India IPO share sales rise to record in 2024, growing about 3-fold from last year on upbeat investor appetite
Summary
As many as 76 companies have gone public since the beginning of 2024, selling shares worth ₹1,34,345 crore.Investors purchased a record ₹1,34,345 crore of shares in initial public offerings so far in 2024, as 76 companies including Hyundai Motor India, Swiggy, NTPC Green and Bajaj Housing Finance listed on the stock exchanges, giving venture capital and private equity firms profitable exits.
The amount as of 9 December exceeded the previous all-time high of ₹1,18,723 crore of shares sold in IPOs in 2021, according to data from Prime Database. It was also about three times the shares worth ₹49,436 crore bought in the IPOs of 57 companies through 2023, the data showed.
The figure pertains only to mainboard IPOs and does not include offers by small and medium enterprises.
The IPO rush was driven by retail and institutional investors optimism about the Indian stock markets, which has delivered strong returns, with the benchmark Sensex having advanced over 16% in the past one year. The growing appetite for equity-related instruments has encouraged more companies, including new-age startups, to tap the primary markets and capitalise on the favorable investment climate.
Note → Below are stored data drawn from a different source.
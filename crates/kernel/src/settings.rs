use std::path::PathBuf;

use anyhow::{anyhow, Context};
use serde::Deserialize;

const DEFAULT_ENV: &str = "local";
const ENV_VAR_NAME: &str = "BOOKSTORE_ENV";
const CONFIG_DIR_ENV: &str = "BOOKSTORE_CONFIG_DIR";
const ENV_PREFIX: &str = "BOOKSTORE";

/// Deployment environment the application is running in.
#[derive(Debug, Clone, Deserialize, PartialEq, Eq, Default)]
#[serde(rename_all = "lowercase")]
pub enum Environment {
    #[default]
    Local,
    Staging,
    Production,
}

impl std::str::FromStr for Environment {
    type Err = anyhow::Error;

    fn from_str(value: &str) -> Result<Self, Self::Err> {
        match value {
            "local" => Ok(Environment::Local),
            "staging" => Ok(Environment::Staging),
            "production" => Ok(Environment::Production),
            other => Err(anyhow!(
                "unsupported environment '{}'; expected local/staging/production",
                other
            )),
        }
    }
}

/// Top-level configuration structure loaded from layered sources.
#[derive(Debug, Clone, Deserialize, Default)]
pub struct Settings {
    #[serde(default)]
    pub environment: Environment,
    #[serde(default)]
    pub server: ServerSettings,
    #[serde(default)]
    pub database: DatabaseSettings,
    #[serde(default)]
    pub telemetry: TelemetrySettings,
}

impl Settings {
    /// Load configuration by layering `.env`, base file, and environment overlay.
    pub fn load() -> anyhow::Result<Self> {
        // Allow missing `.env` files without failing.
        let _ = dotenvy::dotenv();

        let environment = std::env::var(ENV_VAR_NAME).unwrap_or_else(|_| DEFAULT_ENV.to_string());
        let config_dir = match std::env::var(CONFIG_DIR_ENV) {
            Ok(dir) => PathBuf::from(dir),
            Err(_) => std::env::current_dir()
                .context("unable to resolve current directory")?
                .join("config"),
        };

        Self::load_from(&config_dir, &environment)
    }

    /// Load configuration from an explicit config directory and environment name.
    pub fn load_from(config_dir: &std::path::Path, environment: &str) -> anyhow::Result<Self> {
        let environment_kind: Environment = environment.parse()?;

        let base_path = config_dir.join("base.toml");
        let environment_path = config_dir.join(format!("{}.toml", environment));

        let builder = config::Config::builder()
            .add_source(config::File::from(base_path).required(false))
            .add_source(config::File::from(environment_path).required(false))
            .add_source(
                config::Environment::with_prefix(ENV_PREFIX)
                    .prefix_separator("_")
                    .separator("__")
                    .try_parsing(true),
            );

        let cfg = builder
            .build()
            .with_context(|| "failed to build configuration")?;

        let mut settings: Settings = cfg
            .try_deserialize()
            .with_context(|| "failed to deserialize configuration")?;

        // The selector variable wins over any `environment` key in the files.
        settings.environment = environment_kind;
        settings.validate()?;

        Ok(settings)
    }

    /// Reject combinations where the HTTP timeout would cut off a database
    /// error before the driver reports it.
    pub fn validate(&self) -> anyhow::Result<()> {
        if self.database.timeout_ms >= self.server.request_timeout_ms {
            return Err(anyhow!(
                "database.timeout_ms ({}) must be lower than server.request_timeout_ms ({})",
                self.database.timeout_ms,
                self.server.request_timeout_ms
            ));
        }
        Ok(())
    }

    /// Socket address string the HTTP server binds to.
    pub fn bind_address(&self) -> String {
        format!("{}:{}", self.server.host, self.server.port)
    }
}

#[derive(Debug, Clone, Deserialize)]
pub struct ServerSettings {
    #[serde(default = "ServerSettings::default_host")]
    pub host: String,
    #[serde(default = "ServerSettings::default_port")]
    pub port: u16,
    #[serde(default = "ServerSettings::default_request_timeout_ms")]
    pub request_timeout_ms: u64,
}

impl ServerSettings {
    fn default_host() -> String {
        "0.0.0.0".to_string()
    }

    fn default_port() -> u16 {
        4000
    }

    fn default_request_timeout_ms() -> u64 {
        15000
    }
}

impl Default for ServerSettings {
    fn default() -> Self {
        Self {
            host: Self::default_host(),
            port: Self::default_port(),
            request_timeout_ms: Self::default_request_timeout_ms(),
        }
    }
}

#[derive(Debug, Clone, Deserialize)]
pub struct DatabaseSettings {
    #[serde(default)]
    pub mysql: MySqlSettings,
    #[serde(default)]
    pub mongodb: MongoSettings,
    /// Connection acquire / server selection timeout for both stores
    #[serde(default = "DatabaseSettings::default_timeout_ms")]
    pub timeout_ms: u64,
}

impl Default for DatabaseSettings {
    fn default() -> Self {
        Self {
            mysql: MySqlSettings::default(),
            mongodb: MongoSettings::default(),
            timeout_ms: Self::default_timeout_ms(),
        }
    }
}

impl DatabaseSettings {
    fn default_timeout_ms() -> u64 {
        5000
    }

    /// Borrow these settings as driver connect options.
    pub fn connect_options(&self) -> bookstore_db::ConnectOptions<'_> {
        bookstore_db::ConnectOptions {
            mysql_url: &self.mysql.url,
            mysql_max_connections: self.mysql.max_connections,
            mongo_uri: &self.mongodb.uri,
            mongo_database: &self.mongodb.database,
            timeout: std::time::Duration::from_millis(self.timeout_ms),
        }
    }
}

#[derive(Debug, Clone, Deserialize)]
pub struct MySqlSettings {
    #[serde(default = "MySqlSettings::default_url")]
    pub url: String,
    #[serde(default = "MySqlSettings::default_max_connections")]
    pub max_connections: u32,
}

impl MySqlSettings {
    fn default_url() -> String {
        "mysql://root@localhost:3306/product".to_string()
    }

    fn default_max_connections() -> u32 {
        5
    }
}

impl Default for MySqlSettings {
    fn default() -> Self {
        Self {
            url: Self::default_url(),
            max_connections: Self::default_max_connections(),
        }
    }
}

#[derive(Debug, Clone, Deserialize)]
pub struct MongoSettings {
    #[serde(default = "MongoSettings::default_uri")]
    pub uri: String,
    #[serde(default = "MongoSettings::default_database")]
    pub database: String,
}

impl MongoSettings {
    fn default_uri() -> String {
        "mongodb://localhost:27017".to_string()
    }

    fn default_database() -> String {
        "bookstore".to_string()
    }
}

impl Default for MongoSettings {
    fn default() -> Self {
        Self {
            uri: Self::default_uri(),
            database: Self::default_database(),
        }
    }
}

#[derive(Debug, Clone, Deserialize)]
pub struct TelemetrySettings {
    #[serde(default)]
    pub log_format: LogFormat,
    #[serde(default = "TelemetrySettings::default_log_level")]
    pub log_level: String,
}

impl TelemetrySettings {
    fn default_log_level() -> String {
        "info".to_string()
    }
}

impl Default for TelemetrySettings {
    fn default() -> Self {
        Self {
            log_format: LogFormat::Pretty,
            log_level: Self::default_log_level(),
        }
    }
}

#[derive(Debug, Clone, Deserialize, PartialEq, Eq, Default)]
#[serde(rename_all = "lowercase")]
pub enum LogFormat {
    #[default]
    Pretty,
    Json,
}

#[cfg(test)]
mod tests {
    use super::*;

    #[test]
    fn default_environment_is_local() {
        let settings = Settings::default();
        assert_eq!(settings.environment, Environment::Local);
    }

    #[test]
    fn default_port_matches_legacy_server() {
        let settings = Settings::default();
        assert_eq!(settings.server.port, 4000);
        assert_eq!(settings.bind_address(), "0.0.0.0:4000");
    }

    #[test]
    fn default_database_targets_localhost() {
        let settings = Settings::default();
        assert_eq!(
            settings.database.mysql.url,
            "mysql://root@localhost:3306/product"
        );
        assert_eq!(settings.database.mongodb.uri, "mongodb://localhost:27017");
        assert_eq!(settings.database.mongodb.database, "bookstore");
    }

    #[test]
    fn default_database_timeout_is_below_request_timeout() {
        let settings = Settings::default();
        assert!(settings.validate().is_ok());
        assert_eq!(
            settings.database.connect_options().timeout,
            std::time::Duration::from_millis(5000)
        );
    }

    #[test]
    fn database_timeout_at_request_timeout_is_rejected() {
        let mut settings = Settings::default();
        settings.database.timeout_ms = settings.server.request_timeout_ms;
        let err = settings.validate().unwrap_err();
        assert!(err.to_string().contains("database.timeout_ms"));
    }

    #[test]
    fn unknown_environment_is_rejected() {
        let err = "qa".parse::<Environment>().unwrap_err();
        assert!(err.to_string().contains("unsupported environment 'qa'"));
    }

    #[test]
    fn missing_config_files_fall_back_to_defaults() {
        let dir = std::env::temp_dir().join("bookstore-settings-missing");
        let settings = Settings::load_from(&dir, "staging").unwrap();
        assert_eq!(settings.environment, Environment::Staging);
        assert_eq!(settings.telemetry.log_format, LogFormat::Pretty);
    }
}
“There has been a growing acceptance of equities as a primary vehicle for long-term wealth creation among individuals. Post-covid-19, the number of new investors entering the market has surged significantly," said Narendra Solanki, head of fundamental research at Anand Rathi. “This shift in mindset is fueled by the realisation that equities have the potential to generate higher returns compared to other investment options over the long term."
Younger, tech-savvy investors have been drawn to new-age companies such as Go Digit, Ola Electric, Blackbuck, Awfis, Ixigo and Unicommerce, which went public this year. The absence of any immediate risks in the IPO market and a healthy retail and domestic institutional inflow have provided stability and a strong cushion for companies to go public.
Some early investors in companies are making huge returns by selling a part of their stake under the offer-for-sale component in IPOs. BlackBuck’s early investors Quickroutes International, Tiger Global, Accel and Sands Capital clocked about 2-5x gains in the ₹1,114.7 crore IPO. Sai Life Sciences’ investors such as TPG Asia and HBM Private Equity India are expected to make gains in the range of 4x-13x in the ₹3,000 crore IPO when it closes on 13 December.
Hectic December
Interest in share purchases in the primary market was also driven by the average size of IPOs more than doubling over the past year. According to S Ramesh, managing director and CEO of Kotak Investment Banking, the average size has roughly moved to ₹2,000 crore from about ₹900 crore with the advent of large IPOs of companies such as Bajaj Housing Finance, Hyundai Motor India, FirstCry, and Swiggy.
Hyundai Motor India’s ₹27,870 crore IPO in October was India's biggest so far, exceeding state-run Life Insurance Corp. of India’s ₹21,000 crore offer in 2022.
Even as the year winds down, optimism persists in the market. More IPOs are lined up this month, including big-ticket offers from Vishal Mega Mart, Sai Life Sciences, One MobiKwik Systems, Rekha Jhunjhunwala-backed Inventurus Knowledge Solutions, and International Gemmological Institute, which are set to raise a combined amount of ₹18,114 crore of shares.
In comparison, 11 companies includingDoms Industries, India Shelter Financing Corp andInox India cumulatively raised about ₹8,339 crore last December, the data showed.
“We are witnessing a pretty hectic December and while that may seem like an anomaly from the context of global markets, Indian markets for the past two years have had a pretty active issuance calendar in December," said Munish Aggarwal, managing director and head of equity capital markets at Equirus.
While monthly IPO trends depend largely on the varying timelines of companies planning to go public, the calendar for December is in line with offers over the past few months. In some instances, the trend can be skewed by large IPOs such as the ₹8,000 crore offer by Vishal Mega Mart, Aggarwal said, adding that he expects this month to cross about ₹22,000 crore.
Experts noted that the surge in IPOs also reflects pent-up demand from pandemic times, when financials for FY21 and FY22 were partially impacted by covid and companies decided to report more stable numbers before going public.
“A lot of companies and PE guys who had been observing the continuedmomentum in secondary markets as well as generally healthy reception for IPOs chose to start discussing IPOs during late FY23/FY24 and we are witnessing some of those decisions play out in the markets today," Aggarwal said.
He expects the primary market to remain strong through 2025 as well, given that over 75 companies have filed IPO documents that are at various stages of approval.